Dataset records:

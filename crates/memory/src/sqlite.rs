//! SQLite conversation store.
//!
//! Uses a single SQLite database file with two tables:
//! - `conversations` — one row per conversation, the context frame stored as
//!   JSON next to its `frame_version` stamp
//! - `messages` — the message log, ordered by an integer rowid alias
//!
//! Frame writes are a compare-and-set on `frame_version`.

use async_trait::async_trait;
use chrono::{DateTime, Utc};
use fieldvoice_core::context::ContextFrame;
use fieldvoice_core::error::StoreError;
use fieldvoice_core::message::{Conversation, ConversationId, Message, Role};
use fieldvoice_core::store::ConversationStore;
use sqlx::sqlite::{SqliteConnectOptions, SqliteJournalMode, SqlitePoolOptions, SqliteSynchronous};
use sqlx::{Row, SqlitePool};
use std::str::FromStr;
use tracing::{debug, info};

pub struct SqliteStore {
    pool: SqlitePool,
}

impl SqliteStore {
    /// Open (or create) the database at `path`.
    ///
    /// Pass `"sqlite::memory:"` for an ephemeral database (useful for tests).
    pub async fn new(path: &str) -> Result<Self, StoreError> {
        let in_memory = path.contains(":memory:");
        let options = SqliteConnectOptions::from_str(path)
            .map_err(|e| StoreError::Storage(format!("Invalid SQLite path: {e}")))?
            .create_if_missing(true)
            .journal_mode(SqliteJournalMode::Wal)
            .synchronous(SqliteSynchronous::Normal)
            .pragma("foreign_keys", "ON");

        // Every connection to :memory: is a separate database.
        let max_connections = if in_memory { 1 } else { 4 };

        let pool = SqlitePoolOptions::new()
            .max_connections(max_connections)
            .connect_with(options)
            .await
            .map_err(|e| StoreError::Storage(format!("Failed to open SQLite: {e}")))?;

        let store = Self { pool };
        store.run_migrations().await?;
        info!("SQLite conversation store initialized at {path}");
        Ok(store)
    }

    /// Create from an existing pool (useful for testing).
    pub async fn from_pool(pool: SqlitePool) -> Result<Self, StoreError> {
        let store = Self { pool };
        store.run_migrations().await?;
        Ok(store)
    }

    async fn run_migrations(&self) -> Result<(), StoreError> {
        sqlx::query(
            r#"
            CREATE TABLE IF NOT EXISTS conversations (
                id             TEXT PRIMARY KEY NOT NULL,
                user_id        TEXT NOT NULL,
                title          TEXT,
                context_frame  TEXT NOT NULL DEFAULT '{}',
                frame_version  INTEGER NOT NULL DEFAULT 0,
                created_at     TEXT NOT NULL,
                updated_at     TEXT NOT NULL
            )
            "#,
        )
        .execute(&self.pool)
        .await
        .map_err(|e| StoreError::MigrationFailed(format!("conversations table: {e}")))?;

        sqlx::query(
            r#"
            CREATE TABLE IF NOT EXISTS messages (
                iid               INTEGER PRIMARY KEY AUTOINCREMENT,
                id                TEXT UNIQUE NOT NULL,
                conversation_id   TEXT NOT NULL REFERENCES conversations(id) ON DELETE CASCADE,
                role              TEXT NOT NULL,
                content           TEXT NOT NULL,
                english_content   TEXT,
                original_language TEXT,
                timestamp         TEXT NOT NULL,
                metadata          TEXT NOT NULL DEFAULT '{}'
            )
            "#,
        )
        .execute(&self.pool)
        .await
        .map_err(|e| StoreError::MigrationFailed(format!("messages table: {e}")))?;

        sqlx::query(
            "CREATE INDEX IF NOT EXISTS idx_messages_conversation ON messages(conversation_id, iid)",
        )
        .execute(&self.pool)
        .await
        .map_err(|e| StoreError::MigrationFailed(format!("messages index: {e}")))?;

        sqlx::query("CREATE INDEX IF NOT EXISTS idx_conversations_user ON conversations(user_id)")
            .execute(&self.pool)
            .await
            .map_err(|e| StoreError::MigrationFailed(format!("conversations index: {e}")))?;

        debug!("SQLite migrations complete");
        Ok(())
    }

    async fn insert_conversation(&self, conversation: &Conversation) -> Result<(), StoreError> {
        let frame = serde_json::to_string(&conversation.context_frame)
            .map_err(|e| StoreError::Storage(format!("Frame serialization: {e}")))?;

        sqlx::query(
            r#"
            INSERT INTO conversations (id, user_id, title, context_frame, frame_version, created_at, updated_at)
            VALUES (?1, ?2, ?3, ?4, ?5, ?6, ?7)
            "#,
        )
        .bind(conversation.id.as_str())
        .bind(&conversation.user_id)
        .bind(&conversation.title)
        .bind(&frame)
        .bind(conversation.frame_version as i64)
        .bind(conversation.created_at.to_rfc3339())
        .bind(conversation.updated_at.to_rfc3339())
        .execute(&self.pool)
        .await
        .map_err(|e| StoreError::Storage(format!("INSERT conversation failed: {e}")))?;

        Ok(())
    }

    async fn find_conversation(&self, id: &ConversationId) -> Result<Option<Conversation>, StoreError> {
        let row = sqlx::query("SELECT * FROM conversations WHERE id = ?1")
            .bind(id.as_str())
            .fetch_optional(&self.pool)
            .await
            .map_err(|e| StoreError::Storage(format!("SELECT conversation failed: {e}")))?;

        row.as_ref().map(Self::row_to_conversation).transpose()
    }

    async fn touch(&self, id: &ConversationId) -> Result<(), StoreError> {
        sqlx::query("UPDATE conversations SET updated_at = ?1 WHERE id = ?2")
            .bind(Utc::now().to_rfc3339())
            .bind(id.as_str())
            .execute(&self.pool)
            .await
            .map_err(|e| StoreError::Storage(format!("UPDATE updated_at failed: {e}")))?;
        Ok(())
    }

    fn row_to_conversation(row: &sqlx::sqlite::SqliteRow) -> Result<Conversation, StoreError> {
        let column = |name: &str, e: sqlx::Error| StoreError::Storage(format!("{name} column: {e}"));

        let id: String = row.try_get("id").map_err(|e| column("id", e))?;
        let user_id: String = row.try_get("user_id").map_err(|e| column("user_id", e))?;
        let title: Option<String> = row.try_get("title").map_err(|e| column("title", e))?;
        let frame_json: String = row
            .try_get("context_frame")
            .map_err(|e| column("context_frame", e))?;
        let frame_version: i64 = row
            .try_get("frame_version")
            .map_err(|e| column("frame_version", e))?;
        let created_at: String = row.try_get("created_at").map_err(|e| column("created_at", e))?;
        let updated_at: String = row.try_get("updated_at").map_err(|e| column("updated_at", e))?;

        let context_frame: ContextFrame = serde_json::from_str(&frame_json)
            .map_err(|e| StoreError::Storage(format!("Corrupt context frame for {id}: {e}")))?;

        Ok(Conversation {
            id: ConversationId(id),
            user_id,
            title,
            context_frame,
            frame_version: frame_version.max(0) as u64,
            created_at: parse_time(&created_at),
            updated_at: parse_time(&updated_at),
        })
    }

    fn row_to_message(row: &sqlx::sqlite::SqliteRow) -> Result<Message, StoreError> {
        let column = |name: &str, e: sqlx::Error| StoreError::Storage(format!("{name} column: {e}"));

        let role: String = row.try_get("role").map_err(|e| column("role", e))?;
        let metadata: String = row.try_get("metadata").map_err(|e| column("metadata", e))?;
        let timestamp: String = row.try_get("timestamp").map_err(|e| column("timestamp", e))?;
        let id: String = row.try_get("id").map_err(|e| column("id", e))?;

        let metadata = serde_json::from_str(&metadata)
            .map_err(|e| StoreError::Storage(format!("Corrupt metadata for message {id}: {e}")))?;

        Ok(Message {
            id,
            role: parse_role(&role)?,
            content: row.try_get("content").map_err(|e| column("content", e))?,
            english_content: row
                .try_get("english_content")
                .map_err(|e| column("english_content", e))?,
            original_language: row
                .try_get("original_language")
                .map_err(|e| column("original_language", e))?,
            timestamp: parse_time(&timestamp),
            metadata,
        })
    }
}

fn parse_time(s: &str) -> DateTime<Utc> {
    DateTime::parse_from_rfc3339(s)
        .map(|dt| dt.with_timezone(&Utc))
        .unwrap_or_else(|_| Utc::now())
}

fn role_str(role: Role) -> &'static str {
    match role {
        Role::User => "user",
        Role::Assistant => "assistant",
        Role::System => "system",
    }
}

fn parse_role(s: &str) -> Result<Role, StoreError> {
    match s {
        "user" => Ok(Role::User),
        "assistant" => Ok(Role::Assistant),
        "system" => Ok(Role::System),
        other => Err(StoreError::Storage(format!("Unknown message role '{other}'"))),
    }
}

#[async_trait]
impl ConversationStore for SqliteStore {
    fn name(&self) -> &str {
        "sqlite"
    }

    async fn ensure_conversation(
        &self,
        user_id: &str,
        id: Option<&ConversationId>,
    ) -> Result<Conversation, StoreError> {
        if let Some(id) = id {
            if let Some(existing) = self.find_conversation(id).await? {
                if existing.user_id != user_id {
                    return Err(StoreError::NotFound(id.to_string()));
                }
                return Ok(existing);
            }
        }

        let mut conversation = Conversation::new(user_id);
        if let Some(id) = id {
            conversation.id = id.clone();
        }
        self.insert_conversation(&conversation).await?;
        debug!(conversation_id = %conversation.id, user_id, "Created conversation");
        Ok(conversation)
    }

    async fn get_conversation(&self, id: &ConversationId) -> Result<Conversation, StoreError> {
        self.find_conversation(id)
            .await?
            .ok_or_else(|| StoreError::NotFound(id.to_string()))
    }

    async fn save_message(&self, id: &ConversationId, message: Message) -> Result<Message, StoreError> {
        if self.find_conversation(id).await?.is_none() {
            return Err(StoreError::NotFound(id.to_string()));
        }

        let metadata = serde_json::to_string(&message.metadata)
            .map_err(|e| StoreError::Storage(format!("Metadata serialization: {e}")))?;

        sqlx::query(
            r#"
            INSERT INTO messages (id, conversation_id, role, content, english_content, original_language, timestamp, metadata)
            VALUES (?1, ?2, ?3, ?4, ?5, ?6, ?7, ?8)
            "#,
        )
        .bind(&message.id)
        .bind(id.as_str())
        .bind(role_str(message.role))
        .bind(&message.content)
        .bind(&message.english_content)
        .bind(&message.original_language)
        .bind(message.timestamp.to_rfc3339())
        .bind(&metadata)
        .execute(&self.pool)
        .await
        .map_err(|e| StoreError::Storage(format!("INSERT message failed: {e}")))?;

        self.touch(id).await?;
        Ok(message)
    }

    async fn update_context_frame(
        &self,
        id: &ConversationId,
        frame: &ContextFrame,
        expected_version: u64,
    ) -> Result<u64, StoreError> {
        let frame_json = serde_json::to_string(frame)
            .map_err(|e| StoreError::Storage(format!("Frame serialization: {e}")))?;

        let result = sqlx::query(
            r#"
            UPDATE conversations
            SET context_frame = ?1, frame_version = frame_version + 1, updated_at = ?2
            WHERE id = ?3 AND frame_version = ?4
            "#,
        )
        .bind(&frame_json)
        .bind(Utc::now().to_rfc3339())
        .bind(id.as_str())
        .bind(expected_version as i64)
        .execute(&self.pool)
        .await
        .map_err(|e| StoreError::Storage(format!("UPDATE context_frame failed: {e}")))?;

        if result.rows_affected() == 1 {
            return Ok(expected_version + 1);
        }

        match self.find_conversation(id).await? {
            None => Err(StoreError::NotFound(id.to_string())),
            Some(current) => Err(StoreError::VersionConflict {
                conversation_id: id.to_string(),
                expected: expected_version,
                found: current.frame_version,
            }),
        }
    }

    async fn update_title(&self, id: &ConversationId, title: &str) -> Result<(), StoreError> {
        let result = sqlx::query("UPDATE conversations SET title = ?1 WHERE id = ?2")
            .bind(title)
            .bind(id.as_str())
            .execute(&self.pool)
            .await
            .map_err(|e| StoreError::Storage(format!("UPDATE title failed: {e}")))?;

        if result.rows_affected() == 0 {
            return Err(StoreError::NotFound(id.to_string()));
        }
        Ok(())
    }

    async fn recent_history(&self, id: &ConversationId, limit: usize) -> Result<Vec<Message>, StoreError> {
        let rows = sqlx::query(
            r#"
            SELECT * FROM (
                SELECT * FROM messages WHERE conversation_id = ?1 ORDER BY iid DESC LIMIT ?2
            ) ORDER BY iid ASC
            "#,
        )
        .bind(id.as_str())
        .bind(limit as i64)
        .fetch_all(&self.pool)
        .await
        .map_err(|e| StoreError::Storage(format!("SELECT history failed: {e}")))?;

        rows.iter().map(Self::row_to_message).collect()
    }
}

Task to complete:
With "DateTime" as the search word, count the matching lines in the records and give the number alone.

Result:
3